Interstellar and intergalactic gas is pervaded by relativistic charged particles known as cosmic rays, which account for a significant fraction of the energy density in the gas. A fluid theory of cosmic rays has been developed in which collisions with tiny electromagnetic fluctuations mimic collisions with particles, capturing cosmic ray physics on large scales and allowing some beautiful simulations of galaxy clusters and large scale structure formation. This project will extend and generalize the fluid picture of cosmic rays so as to capture viscous effects and to treat cosmic ray interaction with very weak magnetic fields in the intergalactic medium and in galaxies and galaxy clusters at early times. This improved picture will then be applied to assess the thermal stability and overall viscosity of intracluster gas, to estimate the rate at which intergalactic plasma is heated by cosmic rays, and to study the effects of cosmic rays on the stability of hot X-ray cavities in clusters.

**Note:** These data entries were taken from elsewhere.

// ADFS (WS-Trust 1.3) authentication, including ADFS published through WAP

use async_trait::async_trait;
use chrono::{Duration, Utc};
use reqwest::header::{CONTENT_TYPE, COOKIE, LOCATION, USER_AGENT};
use serde::{Deserialize, Serialize};
use std::path::Path;
use url::Url;

use super::credentials;
use super::types::{cache_key, collect_cookies, first_set_cookie, parse_expiry, AuthScheme, AuthToken};
use super::{AuthContext, CredentialStrategy, StrategyKind};
use crate::error::{AuthError, Result};
use crate::secret::SecretCrypter;
use crate::templates;

pub(crate) const BROWSER_USER_AGENT: &str = "Mozilla/5.0 (Windows NT 10.0; Win64; x64) AppleWebKit/537.36 (KHTML, like Gecko) Chrome/120.0.0.0 Safari/537.36";

const DEFAULT_ADFS_COOKIE: &str = "FedAuth";
const WAP_COOKIE: &str = "EdgeAccessCookie";

/// Lifetime assumed when the identity provider reports none
const FALLBACK_LIFETIME_MINUTES: i64 = 30;

/// ADFS strategy config
#[derive(Debug, Clone, Default, PartialEq, Serialize, Deserialize)]
#[serde(default, rename_all = "camelCase")]
pub struct AdfsConfig {
    pub site_url: String,
    pub username: String,
    pub password: String,
    #[serde(skip_serializing_if = "Option::is_none")]
    pub domain: Option<String>,
    pub relying_party: String,
    pub adfs_url: String,
    /// Session cookie issued by the site; `EdgeAccessCookie` selects the WAP flow
    pub adfs_cookie: String,
}

pub struct AdfsStrategy {
    ctx: AuthContext,
    config: AdfsConfig,
    crypter: SecretCrypter,
}

impl AdfsStrategy {
    pub fn new(ctx: AuthContext) -> Self {
        Self {
            ctx,
            config: AdfsConfig::default(),
            crypter: SecretCrypter::new(None),
        }
    }

    /// Strategy from an in-memory config holding plaintext secrets
    pub fn with_config(ctx: AuthContext, config: AdfsConfig) -> Self {
        let mut strategy = Self::new(ctx);
        strategy.config = config;
        strategy.normalize();
        strategy
    }

    pub fn config(&self) -> &AdfsConfig {
        &self.config
    }

    fn normalize(&mut self) {
        self.config.username =
            credentials::qualify_username(&self.config.username, self.config.domain.as_deref());
        if self.config.adfs_cookie.is_empty() {
            self.config.adfs_cookie = DEFAULT_ADFS_COOKIE.to_string();
        }
    }

    fn is_wap(&self) -> bool {
        self.config.adfs_cookie == WAP_COOKIE
    }

    fn validate(&self) -> Result<Url> {
        let site = credentials::parse_site_url(&self.config.site_url)?;
        credentials::require("username", &self.config.username)?;
        credentials::require("password", &self.config.password)?;
        if !self.is_wap() {
            credentials::require("adfsUrl", &self.config.adfs_url)?;
            credentials::require("relyingParty", &self.config.relying_party)?;
        }
        Ok(site)
    }

    /// WS-Trust exchange against ADFS, then WS-Fed sign-in to the site's `/_trust/`
    async fn adfs_flow(
        &self,
        site: &Url,
        relying_party: &str,
        edge_cookie: Option<&str>,
    ) -> Result<(String, String)> {
        let adfs = Url::parse(&self.config.adfs_url)
            .map_err(|e| AuthError::Validation(format!("Invalid adfsUrl: {}", e)))?;
        let mixed_url = format!(
            "{}/adfs/services/trust/13/usernamemixed",
            credentials::origin(&adfs)
        );
        tracing::debug!("Requesting SAML token from {}", mixed_url);

        let envelope = templates::adfs::saml_wsfed(
            &mixed_url,
            &self.config.username,
            &self.config.password,
            relying_party,
        );

        let mut request = self
            .ctx
            .client()
            .post(&mixed_url)
            .header(CONTENT_TYPE, "application/soap+xml;charset=utf-8")
            .body(envelope);
        if let Some(edge) = edge_cookie {
            request = request.header(COOKIE, edge);
        }

        let response = request.send().await?;
        let status = response.status();
        let body = response.text().await?;

        if let Some(fault) = templates::soap_fault(&body).ok().flatten() {
            return Err(AuthError::Protocol(fault));
        }
        if !status.is_success() {
            return Err(AuthError::http(status.as_u16(), &body));
        }
        let assertion = templates::adfs::parse_response(&body)?;

        let wresult = templates::adfs::saml_token(
            &assertion.token,
            &assertion.not_before,
            &assertion.not_on_or_after,
            relying_party,
        );

        let root = credentials::origin(site);
        let wctx = format!("{}/_layouts/Authenticate.aspx?Source=%2F", root);
        let form = [
            ("wa", "wsignin1.0"),
            ("wctx", wctx.as_str()),
            ("wresult", wresult.as_str()),
        ];

        let mut request = self
            .ctx
            .no_redirect()
            .post(format!("{}/_trust/", root))
            .form(&form);
        if let Some(edge) = edge_cookie {
            request = request.header(COOKIE, edge);
        }
        let response = request.send().await?;

        let cookie_name = if edge_cookie.is_some() {
            DEFAULT_ADFS_COOKIE
        } else {
            self.config.adfs_cookie.as_str()
        };
        let named = collect_cookies(response.headers(), Some(&[cookie_name]));
        let cookie = if named.is_empty() {
            first_set_cookie(response.headers())
        } else {
            Some(named)
        }
        .ok_or_else(|| {
            AuthError::Protocol(format!(
                "No auth cookie returned by {}/_trust/ (status {})",
                root,
                response.status()
            ))
        })?;

        Ok((cookie, assertion.not_on_or_after))
    }

    /// Forms sign-in through Web Application Proxy, yielding `EdgeAccessCookie`
    /// and, when the site itself is ADFS protected, `FedAuth`.
    async fn wap_flow(&self, site: &Url) -> Result<(String, Option<String>)> {
        let client = self.ctx.no_redirect();

        let response = client
            .get(site.as_str())
            .header(USER_AGENT, BROWSER_USER_AGENT)
            .send()
            .await?;
        let login_url = redirect_target(&response)?;
        tracing::debug!("WAP login endpoint: {}", login_url);

        let form = [
            ("UserName", self.config.username.as_str()),
            ("Password", self.config.password.as_str()),
            ("AuthMethod", "FormsAuthentication"),
        ];
        let response = client.post(login_url.as_str()).form(&form).send().await?;
        let msis_cookie = collect_cookies(response.headers(), None);
        if msis_cookie.is_empty() {
            return Err(AuthError::Protocol(
                "MSISAuth cookie is empty, that might be the result of incorrect username and password"
                    .to_string(),
            ));
        }

        let response = client
            .get(login_url.as_str())
            .header(USER_AGENT, BROWSER_USER_AGENT)
            .header(COOKIE, &msis_cookie)
            .send()
            .await?;
        let token_url = redirect_target(&response)?;

        let response = client
            .get(token_url.as_str())
            .header(USER_AGENT, BROWSER_USER_AGENT)
            .send()
            .await?;
        let edge_cookie = first_set_cookie(response.headers()).ok_or_else(|| {
            AuthError::Protocol(format!("No {} returned by the proxy", WAP_COOKIE))
        })?;

        let next = redirect_target(&response).ok();
        match next {
            Some(next) if next.path().contains("/_layouts/15/Authenticate.aspx") => {
                let response = self
                    .ctx
                    .client()
                    .get(next.as_str())
                    .header(USER_AGENT, BROWSER_USER_AGENT)
                    .header(COOKIE, &edge_cookie)
                    .send()
                    .await?;
                let realm = response
                    .url()
                    .query_pairs()
                    .find(|(k, _)| k == "wtrealm")
                    .map(|(_, v)| v.into_owned())
                    .ok_or_else(|| {
                        AuthError::Protocol("ADFS redirect carries no wtrealm".to_string())
                    })?;

                let (fed_auth, expires) = self.adfs_flow(site, &realm, Some(&edge_cookie)).await?;
                Ok((format!("{}; {}", edge_cookie, fed_auth), Some(expires)))
            }
            _ => Ok((edge_cookie, None)),
        }
    }
}

/// Absolute `Location` of a redirect response
pub(crate) fn redirect_target(response: &reqwest::Response) -> Result<Url> {
    let location = response
        .headers()
        .get(LOCATION)
        .and_then(|v| v.to_str().ok())
        .ok_or_else(|| {
            AuthError::Protocol(format!(
                "Expected a redirect from {} but got status {}",
                response.url(),
                response.status()
            ))
        })?;
    response
        .url()
        .join(location)
        .map_err(|e| AuthError::Protocol(format!("Invalid redirect location {}: {}", location, e)))
}

#[async_trait]
impl CredentialStrategy for AdfsStrategy {
    fn kind(&self) -> StrategyKind {
        StrategyKind::Adfs
    }

    fn site_url(&self) -> &str {
        &self.config.site_url
    }

    fn context(&self) -> &AuthContext {
        &self.ctx
    }

    fn set_master_key(&mut self, key: &str) {
        self.crypter = SecretCrypter::new(Some(key));
    }

    fn parse_config(&mut self, bytes: &[u8]) -> Result<()> {
        let mut config: AdfsConfig = serde_json::from_slice(bytes)?;
        config.password = credentials::decode_secret(&self.crypter, &config.password);
        self.config = config;
        self.normalize();
        Ok(())
    }

    fn write_config(&self, path: &Path) -> Result<()> {
        let mut config = self.config.clone();
        config.password = credentials::encode_secret(&self.crypter, &config.password)?;
        credentials::write_config_file(path, self.kind(), &config)
    }

    fn cache_key(&self) -> Result<String> {
        let site = credentials::parse_site_url(&self.config.site_url)?;
        Ok(cache_key(
            &credentials::host_key(&site),
            self.strategy(),
            &[&self.config.username, &self.config.password, &self.config.relying_party],
        ))
    }

    fn scheme(&self) -> AuthScheme {
        AuthScheme::Cookie
    }

    async fn get_auth(&self) -> Result<AuthToken> {
        let site = self.validate()?;
        let key = self.cache_key()?;

        self.ctx
            .cached(&key, || async {
                let (cookie, expires) = if self.is_wap() {
                    self.wap_flow(&site).await?
                } else {
                    let (cookie, expires) =
                        self.adfs_flow(&site, &self.config.relying_party, None).await?;
                    (cookie, Some(expires))
                };

                let expires_at = match expires.as_deref().and_then(parse_expiry) {
                    Some(at) => at,
                    None => {
                        tracing::warn!(
                            "No token lifetime reported, assuming {} minutes",
                            FALLBACK_LIFETIME_MINUTES
                        );
                        Utc::now() + Duration::minutes(FALLBACK_LIFETIME_MINUTES)
                    }
                };
                Ok(AuthToken::new(cookie, expires_at))
            })
            .await
    }
}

This work develops microscale physics through analytic calculation and state-of-the-art numerical simulations of restricted scope. The small scale processes that will be studied also apply to interstellar environments, to pulsar wind nebulae, and even to laboratory plasmas.
The research will help to build bridges between the plasma physics and high energy neutrino astrophysics groups at the University of Wisconsin. The work involves postdoctoral training, undergraduate research, and public outreach using existing facilities and programs.
This award is funded under the American Recovery and Reinvestment Act of 2009 (Public Law 111-5).